The odd chair, and the piece of floor it's on, flips up to reveal a set of heavily-carpeted steps leading down. Making sure that the trapdoor will close behind me, I head on down, as it clicks shut above my head.
Several steps later, I find myself running down a long hall, decorated by huge covers of the best works. Reaching the tightly sealed set of steel doors, just in front of a huge cat face, I kneel down, and insert my chin into the rest, so the laser can look into my green eyes.
A copy of my iris flashes up on a monitor, as thin, red lines run over it in a criss-cross pattern. After what seems like an eternity, a green LED light flashes on, and the doors slide open.

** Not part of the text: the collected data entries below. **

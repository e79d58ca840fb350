use anyhow::Result;
use ironsketch::buckets::{ColumnQuantization, EqualWidthBuckets, ExplicitBuckets, StringBuckets};
use ironsketch::sketches::{
    Ascending, BoundedTopK, Descending, HeatmapSketch, HistogramSketch, HllSketch, OrderBy,
    RangeSketch, SampleQuantileSketch, TopKMonoid, TopKSketch,
};
use ironsketch::table::{Column, Table, Value};
use ironsketch::testing::{assert_close, skewed_table, split_dataset, uniform_table};
use ironsketch::{Monoid, PartitionedDataset, Runner, SketchError};

fn one_column(column: Column) -> Result<PartitionedDataset<Table>> {
    let table = Table::new(vec![column])?;
    Ok(split_dataset(&table, 3, 2)?)
}

/* ---------------- top-K ---------------- */

#[test]
fn top_k_keeps_smallest_keys_with_counts() -> Result<()> {
    let m = TopKMonoid::new(3, Ascending)?;
    let top = m.build([5, 1, 9, 1, 3, 7, 1]);
    assert_eq!(top.entries(), &[(1, 3), (3, 1), (5, 1)]);
    assert_eq!(top.cutoff(), Some(&5));
    assert_eq!(top.count_of(&1, m.order()), Some(3));
    assert_eq!(top.count_of(&9, m.order()), None);
    Ok(())
}

#[test]
fn top_k_merge_of_halves_equals_whole() -> Result<()> {
    let m = TopKMonoid::new(3, Ascending)?;
    let left = m.build([5, 1, 9]);
    let right = m.build([1, 3, 7, 1]);
    assert_eq!(m.add(&left, &right), m.build([5, 1, 9, 1, 3, 7, 1]));
    assert_eq!(m.add(&right, &left), m.build([5, 1, 9, 1, 3, 7, 1]));
    Ok(())
}

#[test]
fn top_k_rejects_zero_capacity() {
    assert!(matches!(
        TopKMonoid::<i32, _>::new(0, Ascending),
        Err(SketchError::InvalidConfig(_))
    ));
    assert!(BoundedTopK::<i32>::new(0).is_err());
    assert!(TopKSketch::new("word", 0, Ascending).is_err());
}

#[test]
fn top_k_custom_order() -> Result<()> {
    // Longest strings first, ties broken alphabetically.
    let order = OrderBy(|a: &&str, b: &&str| b.len().cmp(&a.len()).then(a.cmp(b)));
    let top = BoundedTopK::from_items(2, ["bb", "a", "ccc", "dd", "ccc"], &order)?;
    assert_eq!(top.entries(), &[("ccc", 2), ("bb", 1)]);
    Ok(())
}

#[test]
fn top_k_over_table_column() -> Result<()> {
    let ds = one_column(Column::integers("n", vec![4, 8, 8, 2, 8, 6, 4]))?;
    let top = Runner::sequential().run_sketch(&ds, TopKSketch::new("n", 2, Descending)?)?;
    assert_eq!(
        top.entries(),
        &[(Value::Integer(8), 3), (Value::Integer(6), 1)]
    );
    Ok(())
}

/* ---------------- histograms ---------------- */

#[test]
fn histogram_accounts_for_every_row() -> Result<()> {
    let table = skewed_table(5_000, 11)?;
    let ds = split_dataset(&table, 6, 3)?;
    let runner = Runner::default();

    let hist = runner.run_sketch(
        &ds,
        HistogramSketch::new("score", EqualWidthBuckets::new(0.0, 50.0, 5)?),
    )?;
    assert_eq!(hist.total(), 5_000);
    assert_eq!(hist.missing(), 500);
    assert!(hist.out_of_range() > 0);
    assert_eq!(hist.cdf().last().copied(), Some(5_000 - 500 - hist.out_of_range()));

    let explicit = runner.run_sketch(
        &ds,
        HistogramSketch::new("score", ExplicitBuckets::new(vec![0.0, 10.0, 100.0])?),
    )?;
    assert_eq!(explicit.total(), 5_000);
    assert_eq!(explicit.out_of_range(), 0);

    let words = runner.run_sketch(
        &ds,
        HistogramSketch::new("word", StringBuckets::new(["w0", "w1"])?),
    )?;
    assert_eq!(words.total(), 5_000);
    assert_eq!(words.missing(), 0);
    // Roughly half the words are "w0".
    assert!(words.buckets()[0] > 2_000);
    Ok(())
}

#[test]
fn histogram_cdf_is_cumulative() -> Result<()> {
    let ds = one_column(Column::doubles("v", vec![0.5, 1.5, 1.7, 3.9, 2.0]))?;
    let hist = Runner::sequential().run_sketch(
        &ds,
        HistogramSketch::new("v", EqualWidthBuckets::new(0.0, 4.0, 4)?),
    )?;
    assert_eq!(hist.buckets(), &[1, 2, 1, 1]);
    assert_eq!(hist.cdf(), vec![1, 3, 4, 5]);
    Ok(())
}

#[test]
fn quantized_histogram() -> Result<()> {
    let ds = one_column(Column::doubles("v", vec![2.4, 2.6, 9.99, 10.0, 11.0]))?;
    let q = ColumnQuantization::new(0.5, 0.0, 10.0)?;
    let sketch =
        HistogramSketch::new("v", EqualWidthBuckets::new(0.0, 10.0, 4)?).with_quantization(q)?;
    let hist = Runner::sequential().run_sketch(&ds, sketch)?;
    assert_eq!(hist.buckets(), &[1, 1, 0, 2]);
    assert_eq!(hist.out_of_range(), 1);
    Ok(())
}

#[test]
fn quantized_histogram_matches_direct_bucketing() -> Result<()> {
    let mut values = Vec::new();
    for b in [0.0, 2.5, 5.0, 7.5, 10.0] {
        values.extend([b - 1e-10, b, b + 1e-10]);
    }
    let ds = one_column(Column::doubles("v", values))?;
    let buckets = || EqualWidthBuckets::new(0.0, 10.0, 4);
    let runner = Runner::sequential();

    let direct = runner.run_sketch(&ds, HistogramSketch::new("v", buckets()?))?;
    let quantized = runner.run_sketch(
        &ds,
        HistogramSketch::new("v", buckets()?)
            .with_quantization(ColumnQuantization::new(0.5, 0.0, 10.0)?)?,
    )?;
    assert_eq!(direct.buckets(), &[3, 3, 3, 4]);
    assert_eq!(quantized, direct);
    Ok(())
}

#[test]
fn quantization_narrower_than_buckets_is_rejected() -> Result<()> {
    let narrow = ColumnQuantization::new(1.0, 0.0, 5.0)?;
    let err = HistogramSketch::new("v", EqualWidthBuckets::new(0.0, 10.0, 2)?)
        .with_quantization(narrow)
        .err();
    assert!(matches!(err, Some(SketchError::InvalidConfig(_))));

    // A grid wider than the buckets is fine: 7.0 still lands in its own bucket.
    let ds = one_column(Column::doubles("v", vec![7.0, 12.0]))?;
    let wide = ColumnQuantization::new(1.0, 0.0, 20.0)?;
    let hist = Runner::sequential().run_sketch(
        &ds,
        HistogramSketch::new("v", EqualWidthBuckets::new(0.0, 10.0, 2)?).with_quantization(wide)?,
    )?;
    assert_eq!(hist.buckets(), &[0, 1]);
    assert_eq!(hist.out_of_range(), 1);
    Ok(())
}

#[test]
fn misaligned_quantization_is_rejected() -> Result<()> {
    let q = ColumnQuantization::new(0.5, 0.0, 10.0)?;
    let err = HistogramSketch::new("v", EqualWidthBuckets::new(0.0, 10.0, 3)?)
        .with_quantization(q)
        .err();
    assert!(matches!(err, Some(SketchError::InvalidConfig(_))));

    let strings = HistogramSketch::new("w", StringBuckets::new(["a"])?).with_quantization(q);
    assert!(strings.is_err());
    Ok(())
}

#[test]
fn sampled_histogram_counts_a_fraction() -> Result<()> {
    let table = uniform_table(20_000, 12)?;
    let ds = split_dataset(&table, 4, 2)?;
    let sketch =
        HistogramSketch::new("x", EqualWidthBuckets::new(0.0, 1.0, 4)?).sampled(0.25, 99)?;
    let runner = Runner::sequential();
    let first = runner.run_sketch(&ds, sketch)?;
    assert!((4_000..6_000).contains(&first.total()), "{}", first.total());

    let again =
        HistogramSketch::new("x", EqualWidthBuckets::new(0.0, 1.0, 4)?).sampled(0.25, 99)?;
    assert_eq!(runner.run_sketch(&ds, again)?, first);

    assert!(
        HistogramSketch::new("x", EqualWidthBuckets::new(0.0, 1.0, 4)?)
            .sampled(0.0, 1)
            .is_err()
    );
    Ok(())
}

/* ---------------- heatmap ---------------- */

#[test]
fn heatmap_cells_and_marginal() -> Result<()> {
    let table = Table::new(vec![
        Column::nullable_doubles("x", vec![Some(0.1), Some(0.9), Some(0.6), None, Some(0.2)]),
        Column::strings("y", ["a", "b", "b", "a", "zz"]),
    ])?;
    let ds = split_dataset(&table, 2, 2)?;
    let sketch = HeatmapSketch::new(
        "x",
        EqualWidthBuckets::new(0.0, 1.0, 2)?,
        "y",
        StringBuckets::new(["a", "b", "c"])?,
    );
    let map = Runner::default().run_sketch(&ds, sketch)?;
    assert_eq!(map.dimensions(), (2, 3));
    assert_eq!(map.count(0, 0), 1);
    assert_eq!(map.count(1, 1), 2);
    // "zz" sorts after "c", so it lands in the last bucket.
    assert_eq!(map.count(0, 2), 1);
    assert_eq!(map.missing(), 1);
    assert_eq!(map.out_of_range(), 0);
    assert_eq!(map.total(), 5);
    assert_eq!(map.x_marginal(), vec![2, 2]);
    Ok(())
}

/* ---------------- range ---------------- */

#[test]
fn range_of_numeric_column() -> Result<()> {
    let ds = one_column(Column::nullable_doubles(
        "v",
        vec![Some(3.0), None, Some(-1.0), Some(7.5)],
    ))?;
    let range = Runner::sequential().run_sketch(&ds, RangeSketch::new("v"))?;
    assert_eq!(range.min, Some(-1.0));
    assert_eq!(range.max, Some(7.5));
    assert_eq!(range.present, 3);
    assert_eq!(range.missing, 1);
    Ok(())
}

#[test]
fn range_of_string_column_fails_at_the_leaf() -> Result<()> {
    let ds = one_column(Column::strings("s", ["a", "b", "c"]))?;
    let err = Runner::sequential()
        .run_sketch(&ds, RangeSketch::new("s"))
        .err();
    let failures = err.as_ref().map(SketchError::failures).unwrap_or_default();
    assert_eq!(failures.len(), 1);
    assert!(failures[0].to_string().contains("non-numeric"));
    Ok(())
}

/* ---------------- HyperLogLog ---------------- */

#[mark_flaky_tests::flaky]
#[test]
fn hll_estimate_within_error_bound() {
    let table = uniform_table(10_000, 21).expect("table");
    let ds = split_dataset(&table, 5, 2).expect("dataset");
    let runner = Runner::default();
    let seeds: u32 = 8;
    let mut mean = 0.0;
    let mut relative_error = 0.0;
    for seed in 0..seeds {
        let sketch = HllSketch::new("id", 10, u64::from(seed)).expect("sketch");
        let hll = runner.run_sketch(&ds, sketch).expect("run");
        // Each run alone stays within a few standard errors.
        assert_close(hll.estimate(), 10_000.0, 4.0 * hll.relative_error() * 10_000.0);
        mean += hll.estimate() / f64::from(seeds);
        relative_error = hll.relative_error();
    }
    // Averaging independent seeds shrinks the error by sqrt(seeds).
    let tolerance = 2.0 * relative_error / f64::from(seeds).sqrt() * 10_000.0;
    assert!((relative_error - 0.0325).abs() < 1e-3, "{relative_error}");
    assert_close(mean, 10_000.0, tolerance);
}

#[test]
fn hll_small_cardinalities_use_linear_counting() -> Result<()> {
    let ds = one_column(Column::strings("s", ["a", "b", "a", "c", "b", "a"]))?;
    let hll = Runner::sequential().run_sketch(&ds, HllSketch::new("s", 12, 3)?)?;
    assert!((hll.estimate() - 3.0).abs() < 0.1, "{}", hll.estimate());
    Ok(())
}

#[test]
fn hll_rejects_out_of_range_precision() {
    assert!(HllSketch::new("s", 3, 0).is_err());
    assert!(HllSketch::new("s", 17, 0).is_err());
}

/* ---------------- quantile sample ---------------- */

#[mark_flaky_tests::flaky]
#[test]
fn sampled_median_of_uniform_column() {
    let table = uniform_table(1_000_000, 31).expect("table");
    let ds = split_dataset(&table, 2, 2).expect("dataset");
    let sketch = SampleQuantileSketch::new("x", 1_000, 7).expect("sketch");
    let sample = Runner::default().run_sketch(&ds, sketch).expect("run");
    assert_eq!(sample.len(), 1_000);
    assert_eq!(sample.rows_seen(), 1_000_000);
    let median = sample
        .quantile(0.5)
        .and_then(|v| v.as_double())
        .expect("median");
    assert_close(median, 0.5, 0.05);
    assert!(sample.rank_error_bound(0.99) < 0.06);
}

#[test]
fn complete_sample_is_exact() -> Result<()> {
    let ds = one_column(Column::integers("n", (0..=100).rev().collect()))?;
    let sample =
        Runner::sequential().run_sketch(&ds, SampleQuantileSketch::new("n", 500, 1)?)?;
    assert_eq!(sample.len(), 101);
    assert_eq!(sample.rank_error_bound(0.95), 0.0);
    assert_eq!(sample.quantile(0.0), Some(Value::Integer(0)));
    assert_eq!(sample.quantile(0.5), Some(Value::Integer(50)));
    assert_eq!(sample.quantile(1.0), Some(Value::Integer(100)));
    assert_eq!(sample.value_at_rank(25), Some(Value::Integer(25)));
    Ok(())
}

#[test]
fn empty_sample_has_no_quantiles() -> Result<()> {
    let sketch = SampleQuantileSketch::new("n", 10, 1)?;
    let empty = sketch.zero();
    assert!(empty.is_empty());
    assert_eq!(empty.quantile(0.5), None);
    assert_eq!(empty.value_at_rank(0), None);
    assert!(SampleQuantileSketch::new("n", 0, 1).is_err());
    Ok(())
}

"Welcome, Agent Hollywood." The disembodied, female voice says, as I get to my feet and head on through to the meeting hall. It's very fancy, with a long, mahogany table right in the centre, and our I.D photos hanging on the wall. Several other agents, all sitting at the long table, turn to watch me take my seat.
"You're late." The suave figure, seated at the head of the table says, as my bare face goes very red. Agent Gilray has always been our best leader, after Agent Phillips defected to join the enemy, the Directioners. He oozes that charm and charisma that we all look up to, plus has tonnes of experience in the matter. I try to keep up my status as Agent, after I was awarded it for my fallen angels, bullets and paranormal creatures-themed movella. I can't help screwing up occasionally though.
"Sorry, Agent Gilray. I have further information though, on the matter of Operation Fanfic." I hastily apologise, getting my laptop out and powering it up.
"Now, let us continue with the mission briefing."